Para peneliti mengamati respons sel-T yang positif terhadap antigen Neuromyelitis Optica (NMO) pada 11 dari 45 kasus, yaitu 24,4% dari kontak dekat, menunjukkan infeksi sebelumnya. Yang mengejutkan, 11 kasus yang menunjukkan respons sel-T ini kemungkinan besar tidak bergejala.
Selain itu, para peneliti mencatat penurunan substansial dalam tingkat domain pengikat reseptor (RBD) imunoglobulin G (IgG) pasien yang tidak divaksinasi pada enam bulan setelah paparan SARS-CoV-2, dan kontak dekat sebanding. Menariknya, level RBD IgG meningkat dengan cara yang bergantung pada dosis, tetapi respons sel-T tidak, keadaan yang disebut “kelelahan sel-T”.
Sebaliknya, para peneliti mencatat penurunan respons sel-T terhadap antigen S yang meningkat saat dosis vaksin, yaitu dengan penguat ketiga atau keempat. Untungnya, penelitian telah menunjukkan respons sel-T terhadap varian Omicron SARS-CoV-2 dengan cepat diaktifkan kembali tiga bulan setelah peningkatan. Jenis vaksin mungkin mengacaukan respons ini.
Khususnya, 75% dari peserta penelitian telah menerima vaksin vektor yang tidak aktif atau virus sekitar tiga setengah bulan sebelum perekrutan ke dalam penelitian ini. Di sisi lain, kurang dari sepertiga peserta telah menerima dosis penguat vaksin mRNA sekitar sebulan sebelum perekrutan studi.
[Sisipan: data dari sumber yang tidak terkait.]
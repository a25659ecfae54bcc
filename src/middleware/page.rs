use axum::response::{IntoResponse, Redirect, Response};

use super::service::DenyResponder;
use crate::guard::GuardConfig;

/// Page denial: a clean 307 to the configured path (default `/`), carrying
/// no hint of whether a cookie was absent, malformed, or stale.
#[derive(Debug, Clone, Copy, Default)]
pub struct RedirectDeny;

impl DenyResponder for RedirectDeny {
    fn unauthenticated(&self, config: &GuardConfig) -> Response {
        Redirect::temporary(config.redirect_to()).into_response()
    }
}
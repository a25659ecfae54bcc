//! Shared fixtures for unit tests.

use std::sync::atomic::{AtomicUsize, Ordering};

use base64::engine::general_purpose::URL_SAFE_NO_PAD;
use base64::Engine;
use time::OffsetDateTime;

use crate::error::Error;
use crate::provider::IdentityProvider;
use crate::types::{Session, UserId, UserRecord};

/// Mint an unsigned JWT whose `exp` claim is the given unix timestamp.
pub(crate) fn jwt_expiring_at(exp: i64) -> String {
    let header = URL_SAFE_NO_PAD.encode(br#"{"alg":"none","typ":"JWT"}"#);
    let payload = URL_SAFE_NO_PAD.encode(format!(r#"{{"exp":{exp},"sub":"user-1"}}"#));
    format!("{header}.{payload}.sig")
}

pub(crate) fn user() -> UserRecord {
    UserRecord::new(UserId::from("user-1".to_string())).with_email("user@example.com")
}

pub(crate) fn session_expiring_in(secs: i64) -> Session {
    session_with("refresh-1", secs)
}

pub(crate) fn session_with(refresh_token: &str, secs: i64) -> Session {
    let exp = OffsetDateTime::now_utc().unix_timestamp() + secs;
    Session::new(jwt_expiring_at(exp), refresh_token, user())
        .expect("test token is well formed")
}

pub(crate) enum FakeMode {
    /// Refresh succeeds; the renewed session expires this far in the future.
    RefreshOk(i64),
    /// Refresh is rejected, as for a revoked refresh token.
    RefreshFail,
}

pub(crate) struct FakeProvider {
    mode: FakeMode,
    pub(crate) refresh_calls: AtomicUsize,
}

impl FakeProvider {
    pub(crate) fn new(mode: FakeMode) -> Self {
        Self {
            mode,
            refresh_calls: AtomicUsize::new(0),
        }
    }

    pub(crate) fn refresh_call_count(&self) -> usize {
        self.refresh_calls.load(Ordering::SeqCst)
    }
}

impl IdentityProvider for FakeProvider {
    async fn sign_in(&self, _email: &str, password: &str) -> Result<Session, Error> {
        if password == "wrong" {
            return Err(Error::Provider {
                operation: "password sign-in",
                status: Some(400),
                detail: "invalid credentials".into(),
            });
        }
        Ok(session_with("refresh-1", 3600))
    }

    async fn refresh_session(&self, _refresh_token: &str) -> Result<Session, Error> {
        self.refresh_calls.fetch_add(1, Ordering::SeqCst);
        match self.mode {
            FakeMode::RefreshOk(secs) => Ok(session_with("refresh-2", secs)),
            FakeMode::RefreshFail => Err(Error::Provider {
                operation: "token refresh",
                status: Some(401),
                detail: "refresh token revoked".into(),
            }),
        }
    }

    async fn get_user(&self, _access_token: &str) -> Result<UserRecord, Error> {
        Ok(user())
    }

    async fn sign_out(&self, _access_token: &str) -> Result<(), Error> {
        Ok(())
    }
}
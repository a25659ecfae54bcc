//! The tower service shared by all three guard layers.
//!
//! One state machine, three adapters: the service runs the guard, and a
//! [`DenyResponder`] decides what a denial looks like on the wire. Staged
//! cookie writes (renewals, clears) are applied to whatever response leaves
//! — allowed or denied — so the client's jar converges even on a redirect.

use std::convert::Infallible;
use std::future::Future;
use std::pin::Pin;
use std::task::{Context, Poll};

use axum::body::Body;
use axum::http::{header, HeaderValue, Request};
use axum::response::{IntoResponse, Redirect, Response};
use axum_extra::extract::cookie::Cookie;
use axum_extra::extract::CookieJar;
use tower::{Layer, Service};

use super::edge::RouteMatcher;
use super::error::GateError;
use super::state::GateState;
use crate::guard::{self, GuardConfig, Verdict};
use crate::provider::IdentityProvider;
use crate::store::CookieSessionStore;

/// Maps a guard denial onto a response. Allow is always "forward with the
/// session injected" and never reaches the adapter.
pub trait DenyResponder: Clone + Send + Sync + 'static {
    /// Response for a request with no usable session.
    fn unauthenticated(&self, config: &GuardConfig) -> Response;

    /// Response for an authenticated user the permission predicate denied.
    fn permission_denied(&self, redirect_to: &str) -> Response {
        Redirect::temporary(redirect_to).into_response()
    }
}

pub struct GuardLayer<P, D> {
    pub(crate) state: GateState<P>,
    pub(crate) guard: GuardConfig,
    pub(crate) matcher: Option<RouteMatcher>,
    pub(crate) deny: D,
}

impl<P, D: Clone> Clone for GuardLayer<P, D> {
    fn clone(&self) -> Self {
        Self {
            state: self.state.clone(),
            guard: self.guard.clone(),
            matcher: self.matcher.clone(),
            deny: self.deny.clone(),
        }
    }
}

impl<S, P, D: Clone> Layer<S> for GuardLayer<P, D> {
    type Service = GuardService<S, P, D>;

    fn layer(&self, inner: S) -> Self::Service {
        GuardService {
            inner,
            state: self.state.clone(),
            guard: self.guard.clone(),
            matcher: self.matcher.clone(),
            deny: self.deny.clone(),
        }
    }
}

pub struct GuardService<S, P, D> {
    inner: S,
    state: GateState<P>,
    guard: GuardConfig,
    matcher: Option<RouteMatcher>,
    deny: D,
}

impl<S: Clone, P, D: Clone> Clone for GuardService<S, P, D> {
    fn clone(&self) -> Self {
        Self {
            inner: self.inner.clone(),
            state: self.state.clone(),
            guard: self.guard.clone(),
            matcher: self.matcher.clone(),
            deny: self.deny.clone(),
        }
    }
}

impl<S, P, D> Service<Request<Body>> for GuardService<S, P, D>
where
    S: Service<Request<Body>, Response = Response, Error = Infallible>
        + Clone
        + Send
        + 'static,
    S::Future: Send + 'static,
    P: IdentityProvider + 'static,
    D: DenyResponder,
{
    type Response = Response;
    type Error = Infallible;
    type Future = Pin<Box<dyn Future<Output = Result<Response, Infallible>> + Send>>;

    fn poll_ready(&mut self, cx: &mut Context<'_>) -> Poll<Result<(), Self::Error>> {
        self.inner.poll_ready(cx)
    }

    fn call(&mut self, req: Request<Body>) -> Self::Future {
        // swap out the service that was polled ready (tower's clone pattern)
        let clone = self.inner.clone();
        let mut inner = std::mem::replace(&mut self.inner, clone);
        let state = self.state.clone();
        let guard = self.guard.clone();
        let matcher = self.matcher.clone();
        let deny = self.deny.clone();

        Box::pin(async move {
            if let Some(matcher) = &matcher {
                if !matcher.matches(req.uri().path()) {
                    return inner.call(req).await;
                }
            }

            let jar = CookieJar::from_headers(req.headers());
            let mut store = state.store_from(&jar);
            let refresher = state.refresher();

            // No early returns past this point: a refresh may already have
            // staged cookie writes, and they must reach the response even
            // when the verdict is a denial or an error.
            let mut response = match guard::evaluate(&mut store, &refresher, &guard).await {
                Ok(Verdict::Allow(session)) => {
                    let mut req = req;
                    req.extensions_mut().insert(session);
                    inner.call(req).await?
                }
                Ok(Verdict::Unauthenticated) => deny.unauthenticated(&guard),
                Ok(Verdict::PermissionDenied { redirect_to }) => {
                    deny.permission_denied(&redirect_to)
                }
                Err(error) => GateError::Internal(error.to_string()).into_response(),
            };

            apply_cookies(&mut response, &mut store);
            Ok(response)
        })
    }
}

/// Flush the store's staged writes onto the outgoing response. Staging plus
/// a single flush point keeps cookie writes atomic with the response: an
/// aborted request never leaves a partial set observable.
fn apply_cookies(response: &mut Response, store: &mut CookieSessionStore) {
    apply_cookie_list(response, store.take_cookies());
}

/// Shared by the route handlers, which stage writes the same way.
pub(crate) fn apply_cookie_list(response: &mut Response, cookies: Vec<Cookie<'static>>) {
    for cookie in cookies {
        match HeaderValue::from_str(&cookie.to_string()) {
            Ok(value) => {
                response.headers_mut().append(header::SET_COOKIE, value);
            }
            Err(_) => tracing::warn!(name = cookie.name(), "skipping unencodable cookie"),
        }
    }
}
#![doc = include_str!("../README.md")]

pub mod client;
pub mod codec;
pub mod error;
pub mod guard;
mod jwt;
pub mod middleware;
pub mod provider;
pub mod refresh;
pub mod store;
#[cfg(test)]
pub(crate) mod testutil;
pub mod types;

// Re-exports for convenient access
pub use client::SessionClient;
pub use codec::CookieCodec;
pub use error::Error;
pub use guard::{AuthGuard, GuardConfig, Verdict};
pub use middleware::{
    CurrentSession, CurrentUser, Gate, GateConfig, GateError, RouteMatcher,
};
pub use provider::IdentityProvider;
#[cfg(feature = "provider")]
pub use provider::{HttpProvider, ProviderConfig};
pub use refresh::TokenRefresher;
pub use store::{CookieSessionStore, MemorySessionStore, SessionPersistence};
pub use types::{Session, UserId, UserRecord};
Oleh karena itu, dokter harus memantau infeksi dengan cermat sejak dini setelah meningkatkan dan memberikan beberapa dosis vaksin dengan pertimbangan khusus, terutama pada kasus dengan respons sel-T yang buruk.
Kesimpulan
Secara keseluruhan, respons sel T dan antibodi yang diamati menunjukkan kekebalan hibrida di antara pasien yang divaksinasi dengan infeksi SARS-CoV-2 sebelumnya dan kekebalan kawanan di antara pasien yang tidak divaksinasi dengan COVID-19 sebelumnya. Demikian pula, kontak dekat yang divaksinasi tanpa riwayat COVID-19 memiliki kekebalan kawanan.
Yang terpenting, sembilan kontak dekat yang tidak divaksinasi juga menunjukkan respons sel-T terhadap antigen lonjakan (S) SARS-CoV-2. Mungkin, mereka mengembangkan kekebalan kawanan dari episode infeksi tanpa gejala. Lebih penting lagi, dengan berkurangnya antibodi penawar terhadap varian Omicron, diperlukan vaksin berbasis sel-T yang dapat menghasilkan beragam sel B memori terhadap SARS-CoV-2.